A propos de
Don't read this. You won't like me...
Still Here? My kinda girl!
I'm from 'round here so if my semi-traditional values and slight southern draw bother you, well I guess that works out for both of us. I have been all over the country with my career and still landed back in the wheat fields. I don't do long distance relationships (I like spooning way too much). Not interested in pen-pals, Facebook affairs or Twitter crushes. Who wants a seemingly perfect woman anyway?
I am a Dad (my biggest dream come true), Manager, Bodyguard, Bounty Hunter, Private Pilot, Private Investigator, Public Speaker (by now you are calling bs I'm sure) I follow God (not only on twitter), (and I'm parenthesis friendly!) All true but I am still not satisfied. Now I am on a mission to find the luckiest woman alive. I am sensual, romantic, hardcore, honest and faithful. Not to mention I am handy with the steel if ya know what I mean.
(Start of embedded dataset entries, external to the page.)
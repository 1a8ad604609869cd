//! Domain error types.

use common::OrderId;
use order_store::StoreError;
use thiserror::Error;

use crate::order::OrderError;

/// Errors that can occur during domain operations.
#[derive(Debug, Error)]
pub enum DomainError {
    /// An error occurred in the order store.
    #[error("Store error: {0}")]
    Store(#[from] StoreError),

    /// A business rule rejected the operation.
    #[error("Order error: {0}")]
    Order(OrderError),

    /// Order not found.
    #[error("Order not found: {order_id}")]
    OrderNotFound { order_id: OrderId },

    /// A stored row no longer parses into domain types.
    #[error("Corrupt stored order {order_id}: bad {field} value {value:?}")]
    CorruptRecord {
        order_id: OrderId,
        field: &'static str,
        value: String,
    },
}
pub mod error;
pub mod memory;
pub mod postgres;
pub mod record;
pub mod store;

pub use common::OrderId;
pub use error::{Result, StoreError};
pub use memory::{InMemoryOrderStore, InMemoryOrderTx};
pub use postgres::{PostgresOrderStore, PostgresOrderTx};
pub use record::{ItemId, LogId, OrderItemRecord, OrderRecord, StatusLogRecord};
pub use store::{ListQuery, OrderStore, OrderTx, Page, StatsQuery, StatsRecord};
I'm a jack of all trades but I have mastered a handful of really important ones.
Now that I have read most of your profiles, I'm thinking about changing my name to "Emotionally Available". It seems you all want a sensitive tough guy. Consider this your lucky day because I was bipolar when bipolar wasn't cool. (Joking of course)
The nitty gritty:
I'm looking for a potential wife. I am a single Dad and as it stands I have my little one full time so it is difficult to get out and meet new potentials. With that said, I am hoping to find someone who understands and appreciates the single parent/child dynamic. I have no time to play games. So serious inquiries only. Attractive, patient, independent, loyal, very supportive, long term, take care of your man - ride or die kind of girl. Nothing less will do for me.
Well, since I am not high maintenance, don't go out of your way to impress me, after all it's is the little things that matter most ;-)
Seriously, expect something casual and chill, that is, unless you have already won me over before our first date. I wouldn't want to sweep you off of your feet before I even decide if I like you. That would really suck for both of us, don't you think?